WORK INSTRUCTION: With the line that contains "fn body_of(html: &str)" as the final line, return every line from the start of the data below exactly.

Saved entries:
#[cfg(test)]
mod tests {
    use super::*;

    /// Wrap a body fragment in a document long enough to pass the entry guard
    fn page(body: &str) -> String {
        format!(
            "<!DOCTYPE html><html><head><title>Optimiser test page</title>\
             <meta name=\"description\" content=\"padding\"></head><body>{body}</body></html>"
        )
    }

    fn body_of(html: &str) -> &str {
        let start = html.find("<body>").map(|i| i + "<body>".len()).unwrap_or(0);
        let end = html.rfind("</body>").unwrap_or(html.len());
        &html[start..end]
    }

    fn run(options: OptimiserOptions, body: &str) -> OptimiseOutput {
        DomOptimiser::with_options(options)
            .process(&page(body))
            .expect("processing succeeds")
    }

    #[test]
    fn test_wrapper_unwrapped() {
        let out = run(
            OptimiserOptions::default(),
            "<div class=\"elementor-widget-wrap\"><p>Hi</p></div>",
        );
        assert_eq!(body_of(&out.html), "<p>Hi</p>");
        assert_eq!(out.report.wrappers_unwrapped, 1);
    }

    #[test]
    fn test_wrapper_with_id_retained() {
        let body = "<div id=\"x\" class=\"elementor-widget-wrap\"><p>Hi</p></div>";
        let out = run(OptimiserOptions::default(), body);
        assert_eq!(body_of(&out.html), body);
        assert_eq!(out.report.nodes_changed(), 0);
    }

    #[test]
    fn test_ghost_removed() {
        let out = run(
            OptimiserOptions::default(),
            "<p>a</p><div class=\"elementor-element\"></div><p>b</p>",
        );
        assert_eq!(body_of(&out.html), "<p>a</p><p>b</p>");
        assert_eq!(out.report.ghosts_removed, 1);
    }

    #[test]
    fn test_ghost_with_image_retained() {
        let body = "<div class=\"elementor-element\"><img src=\"a.png\"></div>";
        let out = run(OptimiserOptions::default(), body);
        assert_eq!(body_of(&out.html), body);
    }

    #[test]
    fn test_comment_stripped() {
        let out = run(OptimiserOptions::default(), "<!-- note --><p>Text</p>");
        assert_eq!(body_of(&out.html), "<p>Text</p>");
        assert_eq!(out.report.comments_removed, 1);
    }

    #[test]
    fn test_short_input_returned_verbatim() {
        let html = "<div class=\"elementor-widget-wrap\"><p>Hi</p></div>";
        let out = DomOptimiser::new().process(html).expect("guarded");
        assert_eq!(out.html, html);
        assert_eq!(out.report.skipped, Some(SkipReason::InputTooShort));
        assert!(out.report.passes_applied.is_empty());
    }

    #[test]
    fn test_all_disabled_returned_verbatim() {
        let html = page("<!-- c --><div class=\"elementor-widget-wrap\"><p>Hi</p></div>");
        let out = DomOptimiser::with_options(OptimiserOptions::all_disabled())
            .process(&html)
            .expect("guarded");
        assert_eq!(out.html, html);
        assert_eq!(out.report.skipped, Some(SkipReason::AllPassesDisabled));
    }

    #[test]
    fn test_entry_guard_boundary() {
        let optimiser = DomOptimiser::new();
        assert_eq!(optimiser.skip_reason(99), Some(SkipReason::InputTooShort));
        assert_eq!(optimiser.skip_reason(100), None);
        assert_eq!(optimiser.skip_reason(0), Some(SkipReason::InputTooShort));
    }

    #[test]
    fn test_only_enabled_passes_run() {
        let options = OptimiserOptions {
            enable_wrapper_pruning: false,
            enable_ghost_removal: false,
            enable_comment_stripping: true,
            enable_aggressive_mode: false,
        };
        let out = run(
            options,
            "<!-- c --><div class=\"elementor-widget-wrap\"><div class=\"elementor-element\"></div></div>",
        );
        assert_eq!(
            body_of(&out.html),
            "<div class=\"elementor-widget-wrap\"><div class=\"elementor-element\"></div></div>"
        );
        assert_eq!(
            out.report.passes_applied,
            vec![Pass::ScriptScan, Pass::CommentStripping]
        );
    }

    #[test]
    fn test_aggressive_passes_run_last() {
        let out = run(OptimiserOptions::all_enabled(), "<p>x</p>");
        assert_eq!(
            out.report.passes_applied,
            vec![
                Pass::ScriptScan,
                Pass::WrapperPruning,
                Pass::GhostRemoval,
                Pass::CommentStripping,
                Pass::InnerUnwrap,
                Pass::ContainerFlatten,
            ]
        );
    }

    #[test]
    fn test_referenced_ids_reported_but_not_gating() {
        let out = run(
            OptimiserOptions::default(),
            "<div class=\"elementor-widget-wrap\"><p>Hi</p></div>\
             <script>document.getElementById('elementor-widget-wrap');</script>",
        );
        assert!(out.report.referenced_ids.contains("elementor-widget-wrap"));
        assert_eq!(out.report.wrappers_unwrapped, 1);
    }

    #[test]
    fn test_invalid_bytes_are_encoding_error() {
        let optimiser = DomOptimiser::new();
        let mut ctx = OptimiseContext::unbounded();
        let mut bytes = page("<p>x</p>").into_bytes();
        bytes.push(0xFF);
        let result = optimiser.process_bytes(&bytes, Some("text/html; charset=utf-8"), &mut ctx);
        assert!(matches!(result, Err(OptimiseError::EncodingError(_))));
    }

    #[test]
    fn test_process_bytes_keeps_declared_charset() {
        let html = page("<meta charset=\"ISO-8859-1\"><div class=\"elementor-widget-wrap\"><p>Caf\u{e9}</p></div>");
        let (latin1, _, _) = encoding_rs::WINDOWS_1252.encode(&html);
        let out = DomOptimiser::new()
            .process_bytes(&latin1, None, &mut OptimiseContext::unbounded())
            .expect("latin-1 processed");
        assert!(out.html.windows(5).any(|w| w == b"Caf\xE9<"));
        assert_eq!(out.report.wrappers_unwrapped, 1);
    }

    #[test]
    fn test_expired_budget_times_out() {
        let html = page(&"<div class=\"elementor-widget-wrap\"><p>x</p></div>".repeat(500));
        let optimiser = DomOptimiser::new();
        let mut ctx = OptimiseContext::new(Duration::from_nanos(1));
        std::thread::sleep(Duration::from_millis(1));
        let result = optimiser.process_with_context(&html, &mut ctx);
        assert!(matches!(result, Err(OptimiseError::Timeout)));
    }

    #[test]
    fn test_passthrough_returns_original_on_timeout() {
        let optimiser = DomOptimiser::new();
        let html = page(&"<div class=\"elementor-widget-wrap\"><p>x</p></div>".repeat(500));
        let mut ctx = OptimiseContext::new(Duration::from_nanos(1));
        std::thread::sleep(Duration::from_millis(1));

        assert_eq!(optimiser.process_or_passthrough_with_context(&html, &mut ctx), html);
    }

    #[test]
    fn test_passthrough_serves_rewrite_on_success() {
        let optimiser = DomOptimiser::new();
        let html = page("<div class=\"elementor-widget-wrap\"><p>x</p></div>");
        assert!(optimiser.process_or_passthrough(&html).len() < html.len());

        // A comment-only page still parses: the tree builder supplies the skeleton.
        let comment_only = format!("<!--{}-->", "x".repeat(120));
        assert_eq!(
            optimiser.process_or_passthrough(&comment_only),
            "<html><head></head><body></body></html>"
        );
    }

    #[test]
    fn test_from_settings_defaults() {
        let options = OptimiserOptions::from_settings(|_| None);
        assert_eq!(options, OptimiserOptions::default());

        let options = OptimiserOptions::from_settings(|key| match key {
            SETTING_WRAPPER => Some("".to_string()),
            SETTING_AGGRESSIVE => Some(" ON ".to_string()),
            _ => Some("on".to_string()),
        });
        assert!(!options.enable_wrapper_pruning);
        assert!(options.enable_ghost_removal);
        assert!(options.enable_aggressive_mode);
    }

    #[test]
    fn test_report_reduction() {
        let report = OptimiseReport {
            original_len: 200,
            output_len: 150,
            ..Default::default()
        };
        assert!((report.reduction_pct() - 25.0).abs() < f64::EPSILON);
        assert_eq!(OptimiseReport::default().reduction_pct(), 0.0);
    }
}
//! Engine runtime
//!
//! Owns the ingestion queue, the worker pool, the exit scheduler and the
//! trading-window ticker around one [`SessionController`].

use std::sync::Arc;
use std::time::Duration;
use tokio::sync::mpsc;
use tokio::task::JoinSet;
use tokio_util::sync::CancellationToken;
use tracing::{debug, error, info, warn};

use crate::config::Config;
use crate::error::{Error, Result};
use crate::notify::Notifier;
use crate::position::{DailyStats, ExitScheduler, PositionSummary};
use crate::session::{SessionController, StatsSnapshot};
use crate::stream::{EventQueue, EventSource};
use crate::trading::{ExecutionRouter, TransactionSigner};

const WINDOW_CHECK_INTERVAL: Duration = Duration::from_secs(1);
const SETTLE_POLL_INTERVAL: Duration = Duration::from_millis(100);
const HOUSEKEEPING_INTERVAL: Duration = Duration::from_secs(30);

/// End-of-run report
#[derive(Debug, Clone, PartialEq)]
pub struct EngineSummary {
    pub stats: StatsSnapshot,
    pub daily: DailyStats,
    pub open_positions: usize,
    pub positions: Vec<PositionSummary>,
    pub dropped_events: u64,
    pub budget_spent_lamports: u64,
}

pub struct Engine {
    config: Config,
    controller: Arc<SessionController>,
    scheduler: Arc<ExitScheduler>,
    cancel: CancellationToken,
}

impl Engine {
    /// Build the engine; live mode needs a signer
    pub fn new(
        config: Config,
        signer: Option<Arc<dyn TransactionSigner>>,
        notifier: Arc<dyn Notifier>,
    ) -> Result<Self> {
        let mode = config.mode.trading_mode();
        if !mode.is_simulated() && signer.is_none() {
            return Err(Error::Signer(
                "live mode requires a transaction signer".to_string(),
            ));
        }
        let router = ExecutionRouter::from_config(&config, signer)?;
        Ok(Self::with_router(config, router, notifier))
    }

    pub fn with_router(config: Config, router: ExecutionRouter, notifier: Arc<dyn Notifier>) -> Self {
        let scheduler = Arc::new(ExitScheduler::new());
        let controller = Arc::new(SessionController::new(
            &config,
            Arc::new(router),
            scheduler.clone(),
            notifier,
        ));
        Self {
            config,
            controller,
            scheduler,
            cancel: CancellationToken::new(),
        }
    }

    pub fn controller(&self) -> &Arc<SessionController> {
        &self.controller
    }

    /// Token that stops the engine when cancelled
    pub fn cancel_token(&self) -> CancellationToken {
        self.cancel.clone()
    }

    /// Run until cancelled, or until the source is exhausted and no position has an exit scheduled
    pub async fn run(&self, source: Arc<dyn EventSource>) -> Result<EngineSummary> {
        let workers = self.config.stream.worker_count.max(1);
        let (queue, receiver) = EventQueue::bounded(self.config.stream.queue_capacity);
        let background = self.cancel.child_token();

        info!(
            "Engine starting in {} mode with {} workers",
            self.config.mode.trading_mode(),
            workers
        );

        let mut worker_set = JoinSet::new();
        for id in 0..workers {
            let receiver = receiver.clone();
            let controller = self.controller.clone();
            let cancel = background.clone();
            worker_set.spawn(async move {
                loop {
                    let event = tokio::select! {
                        biased;
                        _ = cancel.cancelled() => break,
                        event = receiver.recv() => event,
                    };
                    let Some(event) = event else { break };
                    controller.handle_event(event).await;
                }
                debug!("Worker {} stopped", id);
            });
        }
        drop(receiver);

        let mut tasks = JoinSet::new();

        let (wake_tx, mut wake_rx) = mpsc::channel(1024);
        {
            let scheduler = self.scheduler.clone();
            let cancel = background.clone();
            tasks.spawn(async move { scheduler.run(wake_tx, cancel).await });
        }
        {
            let controller = self.controller.clone();
            tasks.spawn(async move {
                let mut sells = JoinSet::new();
                loop {
                    tokio::select! {
                        wake = wake_rx.recv() => {
                            let Some(wake) = wake else { break };
                            let controller = controller.clone();
                            sells.spawn(async move { controller.on_wake(wake).await });
                        }
                        Some(joined) = sells.join_next() => {
                            if let Err(e) = joined {
                                warn!("Wake task failed: {}", e);
                            }
                        }
                    }
                }
                while let Some(joined) = sells.join_next().await {
                    if let Err(e) = joined {
                        warn!("Wake task failed: {}", e);
                    }
                }
            });
        }
        {
            let controller = self.controller.clone();
            let cancel = background.clone();
            tasks.spawn(async move {
                let mut ticker = tokio::time::interval(WINDOW_CHECK_INTERVAL);
                let mut sweep = tokio::time::interval(HOUSEKEEPING_INTERVAL);
                sweep.tick().await;
                loop {
                    tokio::select! {
                        biased;
                        _ = cancel.cancelled() => break,
                        _ = ticker.tick() => controller.check_window().await,
                        _ = sweep.tick() => controller.housekeeping(),
                    }
                }
            });
        }

        let source_result = source.run(queue.clone(), background.clone()).await;
        if let Err(e) = &source_result {
            error!("Event source failed: {}", e);
        }
        queue.close();
        while let Some(joined) = worker_set.join_next().await {
            if let Err(e) = joined {
                warn!("Worker task failed: {}", e);
            }
        }
        info!("Event source finished, waiting for open positions to settle");

        // Positions left without a timer or a pending sell only move on new prices
        loop {
            let book = self.controller.book();
            if self.cancel.is_cancelled()
                || book.open_count().await == 0
                || !book.has_scheduled_exits().await
            {
                break;
            }
            tokio::select! {
                _ = self.cancel.cancelled() => break,
                _ = tokio::time::sleep(SETTLE_POLL_INTERVAL) => {}
            }
        }

        background.cancel();
        while tasks.join_next().await.is_some() {}

        let summary = EngineSummary {
            stats: self.controller.stats(),
            daily: self.controller.book().daily_stats(),
            open_positions: self.controller.book().open_count().await,
            positions: self.controller.book().summaries().await,
            dropped_events: queue.stats().dropped(),
            budget_spent_lamports: self.controller.budget().spent(),
        };
        info!(
            "Engine stopped: {} candidates, {} buys, {} sells, {} open positions, net {:.4} SOL",
            summary.stats.candidates,
            summary.stats.buys,
            summary.stats.sells,
            summary.open_positions,
            summary.daily.net_pnl_sol
        );

        source_result.map(|_| summary)
    }
}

WRITTEN RESPONSE:
#[cfg(test)]
mod tests {
    use super::*;

    /// Wrap a body fragment in a document long enough to pass the entry guard
    fn page(body: &str) -> String {
        format!(
            "<!DOCTYPE html><html><head><title>Optimiser test page</title>\
             <meta name=\"description\" content=\"padding\"></head><body>{body}</body></html>"
        )
    }

    fn body_of(html: &str) -> &str {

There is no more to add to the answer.